Regarding health insurance, those who had insurance through their spouses’ employers while they were married can maintain this insurance through COBRA. The coverage can last up to 36 months. However, the premiums will increase since they have to pay the portions of the premiums that their employers were previously paying. If newly divorced individuals cannot take advantage of COBRA, they have no choice but to look for their own insurance. Unfortunately, they may have a hard time securing insurance at their age if they have pre-existing health issues.
When it comes to long-term care, divorced individuals would be wise to evaluate how they will handle future medical events. Instead of relying on their ex-spouses, they must turn to paid caregivers, family or friends to help them if they face long- or short-term medical problems.

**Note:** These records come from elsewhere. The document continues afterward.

//! Hand landmark detection.
//!
//! The landmark model itself runs outside this crate. [`SubprocessDetector`]
//! talks to a helper process (typically a small MediaPipe script) over its
//! stdin/stdout:
//!
//! 1. The process prints `READY` once its model is loaded.
//! 2. Per frame we write `width`, `height`, `channels` as little-endian `u32`
//!    followed by the raw BGR bytes.
//! 3. The process answers with one JSON line:
//!    `{"landmarks": [[{"x":..,"y":..,"z":..}, ...]], "handedness": ["Right"], "error": null}`

use crate::constants::DETECTOR_READY_SIGNAL;
use crate::frame::{Frame, CHANNELS};
use crate::hand::{observations_from_parts, HandObservation, Landmark};
use crate::{Error, Result};
use log::{debug, info, warn};
use serde::Deserialize;
use std::io::{BufRead, BufReader, Write};
use std::process::{Child, ChildStdin, ChildStdout, Command, Stdio};

/// Trait for landmark detectors: one synchronous call per frame
pub trait HandDetector: Send {
    /// Detect all hands in the frame, possibly none
    ///
    /// # Errors
    ///
    /// Returns an error if detection failed for this frame
    fn detect(&mut self, frame: &Frame) -> Result<Vec<HandObservation>>;
}

/// Raw detector answer, shaped like a MediaPipe hand landmarker result
#[derive(Debug, Deserialize)]
struct DetectionResult {
    #[serde(default)]
    landmarks: Vec<Vec<Landmark>>,
    #[serde(default)]
    handedness: Vec<String>,
    #[serde(default)]
    error: Option<String>,
}

/// Decode one JSON response line into observations
///
/// # Errors
///
/// Returns an error for invalid JSON, a detector-reported error or
/// mismatched landmark/handedness counts
pub fn parse_detection(line: &str) -> Result<Vec<HandObservation>> {
    let result: DetectionResult = serde_json::from_str(line.trim())?;
    if let Some(error) = result.error {
        return Err(Error::Detector(error));
    }
    observations_from_parts(result.landmarks, &result.handedness)
}

/// Landmark detector running in a child process
pub struct SubprocessDetector {
    process: Child,
    stdin: ChildStdin,
    stdout: BufReader<ChildStdout>,
    line: String,
}

impl SubprocessDetector {
    /// Spawn the detector and wait for its ready signal
    ///
    /// # Errors
    ///
    /// Returns an error if the process cannot be started or does not signal ready
    pub fn spawn(program: &str, args: &[String]) -> Result<Self> {
        info!("Starting landmark detector: {program} {}", args.join(" "));

        let mut process = Command::new(program)
            .args(args)
            .stdin(Stdio::piped())
            .stdout(Stdio::piped())
            .stderr(Stdio::inherit())
            .spawn()
            .map_err(|e| Error::Device(format!("Failed to start detector '{program}': {e}")))?;

        match Self::handshake(&mut process) {
            Ok((stdin, stdout)) => {
                info!("Landmark detector ready");
                Ok(Self {
                    process,
                    stdin,
                    stdout,
                    line: String::new(),
                })
            }
            Err(e) => {
                reap(&mut process);
                Err(e)
            }
        }
    }

    fn handshake(process: &mut Child) -> Result<(ChildStdin, BufReader<ChildStdout>)> {
        let stdin = process
            .stdin
            .take()
            .ok_or_else(|| Error::Device("Detector stdin unavailable".to_string()))?;
        let stdout = process
            .stdout
            .take()
            .ok_or_else(|| Error::Device("Detector stdout unavailable".to_string()))?;
        let mut stdout = BufReader::new(stdout);

        let mut ready = String::new();
        stdout
            .read_line(&mut ready)
            .map_err(|e| Error::Device(format!("Failed to read detector ready signal: {e}")))?;
        if ready.trim() != DETECTOR_READY_SIGNAL {
            return Err(Error::Device(format!(
                "Detector did not signal ready, got: {:?}",
                ready.trim()
            )));
        }
        Ok((stdin, stdout))
    }

    fn send_frame(&mut self, frame: &Frame) -> Result<()> {
        let header = |v: usize| -> Result<[u8; 4]> {
            u32::try_from(v)
                .map(u32::to_le_bytes)
                .map_err(|_| Error::InvalidInput(format!("Frame dimension {v} exceeds u32")))
        };
        let width = header(frame.width())?;
        let height = header(frame.height())?;
        let channels = header(CHANNELS)?;

        // A failed write means the pipe is broken: the process has exited
        let result = [&width[..], &height[..], &channels[..], frame.data()]
            .into_iter()
            .try_for_each(|chunk| self.stdin.write_all(chunk))
            .and_then(|()| self.stdin.flush())
            .map_err(|e| Error::DetectorExited(format!("Failed to send frame: {e}")));
        result
    }
}

impl HandDetector for SubprocessDetector {
    fn detect(&mut self, frame: &Frame) -> Result<Vec<HandObservation>> {
        if frame.is_empty() {
            return Ok(Vec::new());
        }
        self.send_frame(frame)?;

        self.line.clear();
        let read = self
            .stdout
            .read_line(&mut self.line)
            .map_err(|e| Error::DetectorExited(format!("Failed to read detector output: {e}")))?;
        if read == 0 {
            return Err(Error::DetectorExited("Detector closed its output".to_string()));
        }
        let hands = parse_detection(&self.line)?;
        debug!("Detector reported {} hand(s)", hands.len());
        Ok(hands)
    }
}

impl Drop for SubprocessDetector {
    fn drop(&mut self) {
        reap(&mut self.process);
    }
}

/// Kill the child if it still runs and collect its exit status
fn reap(process: &mut Child) {
    match process.try_wait() {
        Ok(Some(status)) => {
            debug!("Detector process already exited: {status}");
            return;
        }
        Ok(None) => {}
        Err(e) => warn!("Failed to poll detector process: {e}"),
    }
    if let Err(e) = process.kill() {
        warn!("Failed to stop detector process: {e}");
    }
    match process.wait() {
        Ok(status) => debug!("Detector process ended: {status}"),
        Err(e) => warn!("Failed to reap detector process: {e}"),
    }
}
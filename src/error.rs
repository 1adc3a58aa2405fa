//! Error types for the hand sonification library.

use thiserror::Error;

/// Main error type for the library
#[derive(Error, Debug)]
pub enum Error {
    /// `OpenCV` operation failed
    #[cfg(feature = "opencv")]
    #[error("OpenCV error: {0}")]
    OpenCV(#[from] opencv::Error),

    /// File or socket I/O failed
    #[error("IO error: {0}")]
    Io(#[from] std::io::Error),

    /// Detector output could not be decoded
    #[error("JSON error: {0}")]
    Json(#[from] serde_json::Error),

    /// Capture device could not be opened or configured
    #[error("Device error: {0}")]
    Device(String),

    /// A single capture read failed; the device stays usable
    #[error("Frame read error: {0}")]
    FrameRead(String),

    /// Audio transport could not be connected or a send failed
    #[error("Transport error: {0}")]
    Transport(String),

    /// Parameters did not have the shape the transport expects
    #[error("Parameter shape error: {0}")]
    ParameterShape(String),

    /// The landmark detector process misbehaved
    #[error("Detector error: {0}")]
    Detector(String),

    /// The landmark detector process is gone; no later frame can succeed
    #[error("Detector exited: {0}")]
    DetectorExited(String),

    /// A hand observation violated its contract (no landmarks, missing index, label mismatch)
    #[error("Malformed observation: {0}")]
    MalformedObservation(String),

    /// Invalid input parameters provided
    #[error("Invalid input: {0}")]
    InvalidInput(String),

    /// A registry key named a component that does not exist
    #[error("Unknown {kind} '{name}' (available: {available})")]
    UnknownComponent {
        /// Registry the lookup ran against
        kind: &'static str,
        /// Requested key
        name: String,
        /// Comma separated list of registered keys
        available: String,
    },

    /// Stage lifecycle was driven through an illegal transition
    #[error("Stage error: {0}")]
    Stage(String),

    /// Configuration error
    #[error("Configuration error: {0}")]
    ConfigError(String),
}

impl Error {
    /// Errors a running loop logs and survives instead of terminating on.
    #[must_use]
    pub const fn is_transient(&self) -> bool {
        matches!(
            self,
            Self::FrameRead(_)
                | Self::Transport(_)
                | Self::Detector(_)
                | Self::MalformedObservation(_)
                | Self::Io(_)
                | Self::Json(_)
        )
    }
}

/// Convenience type alias for Results with our Error type
pub type Result<T> = std::result::Result<T, Error>;

#[cfg(test)]
mod tests {
    use super::*;

    #[test]
    fn test_transient_classification() {
        assert!(Error::FrameRead("short read".into()).is_transient());
        assert!(Error::Transport("send failed".into()).is_transient());
        assert!(Error::MalformedObservation("no landmarks".into()).is_transient());
        assert!(!Error::Device("no camera".into()).is_transient());
        assert!(!Error::ConfigError("bad".into()).is_transient());
        assert!(!Error::DetectorExited("closed its output".into()).is_transient());
    }

    #[test]
    fn test_unknown_component_message() {
        let err = Error::UnknownComponent {
            kind: "feature mapper",
            name: "theremin".into(),
            available: "hand_gesture, pulse".into(),
        };
        let msg = err.to_string();
        assert!(msg.contains("feature mapper"));
        assert!(msg.contains("theremin"));
        assert!(msg.contains("hand_gesture, pulse"));
    }
}
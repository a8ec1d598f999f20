// Copyright 2025 the Understory Authors
// SPDX-License-Identifier: Apache-2.0 OR MIT

//! Per-sample neighbour displacement.

use core::fmt::Debug;
use core::hash::Hash;

use super::{DragSession, ReorderList};
use crate::{DragDirection, InsertLine};

impl<K> ReorderList<K>
where
    K: Copy + Eq + Hash + Debug,
{
    /// Applies one drag sample to the active item and its neighbours.
    pub(super) fn track(&mut self, session: DragSession, translation_y: f64, velocity_y: f64) {
        debug_assert!(
            translation_y.is_finite(),
            "drag translation must be finite, got {translation_y}"
        );

        let offset = session.base_offset + translation_y;
        let active = &mut self.items[session.slot];
        let mut changed = active.offset != offset;
        active.offset = offset;

        let direction = DragDirection::from_velocity(velocity_y);

        #[cfg(feature = "tracing")]
        tracing::trace!(item = ?active.id, translation_y, ?direction, "reorder drag sample");

        if let Some(direction) = direction {
            let (target, lines_changed) = self.scan(session, offset, direction);
            changed |= lines_changed;
            if let Some(slot) = target {
                self.displace(slot, direction);
                changed = true;
            }
        }

        if changed {
            self.bump_revision();
        }
    }

    /// Looks for the neighbour the active item has crossed, updating insert
    /// lines on the way.
    ///
    /// Items are visited in rank order. Untouched items on the far side of the
    /// drag origin are ignored, as are items already pushed in the current
    /// direction; the first item whose commit boundary has been crossed wins.
    ///
    /// Returns the slot of that item, if any, and whether any insert line changed.
    fn scan(
        &mut self,
        session: DragSession,
        y: f64,
        direction: DragDirection,
    ) -> (Option<usize>, bool) {
        let height = self.config.item_height();
        let insert_line_at = height * self.config.insert_line_ratio();
        let pushed = direction.displacement();
        let mut lines_changed = false;

        for &slot in &self.by_rank {
            if slot == session.slot {
                continue;
            }
            let item = &mut self.items[slot];
            if item.displacement == pushed {
                continue;
            }
            let untouched = item.displacement.is_none();

            let (line, crosses_line, crosses_commit) = match direction {
                DragDirection::Down => {
                    if untouched && item.rank < session.rank {
                        continue;
                    }
                    let bottom = y + height;
                    (
                        InsertLine::Below,
                        bottom > item.offset + insert_line_at,
                        bottom > item.offset + height * self.config.down_commit_ratio(),
                    )
                }
                DragDirection::Up => {
                    if untouched && item.rank > session.rank {
                        continue;
                    }
                    (
                        InsertLine::Above,
                        y < item.offset + insert_line_at,
                        y < item.offset + height * self.config.up_commit_ratio(),
                    )
                }
            };

            if crosses_line && item.insert_line != line {
                item.insert_line = line;
                lines_changed = true;
            }
            if crosses_commit {
                return (Some(slot), lines_changed);
            }
        }

        (None, lines_changed)
    }

    /// Pushes the item at `slot` one slot out of the way, or back if it had
    /// been pushed the other way.
    fn displace(&mut self, slot: usize, direction: DragDirection) {
        for item in &mut self.items {
            item.insert_line = InsertLine::None;
        }

        let height = self.config.item_height();
        let item = &mut self.items[slot];
        item.displacement = item.displacement.toggled(direction);
        let to = match direction {
            DragDirection::Down => item.offset - height,
            DragDirection::Up => item.offset + height,
        };

        #[cfg(feature = "tracing")]
        tracing::debug!(
            item = ?item.id,
            displacement = ?item.displacement,
            offset = to,
            "reorder neighbour displaced"
        );

        self.animate_offset(slot, to);
    }
}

In some cases, divorced individuals who have joint insurance policies for long-term care with their ex-spouses may be able to maintain their policies, whereas others may have to swap their policies for individual ones. This ultimately depends on their policy types and both parties’ interests.
The best situation when people are getting divorced — no matter how old or young they are — is for them to work out their divorce issues at the negotiation table or through mediation. This gives them more control over the outcome of their divorce than they would experience with traditional divorce litigation. However, an attorney in Texas can provide a divorcing individual with the necessary guidance for pursuing the best outcome for him or her either in court or outside of court.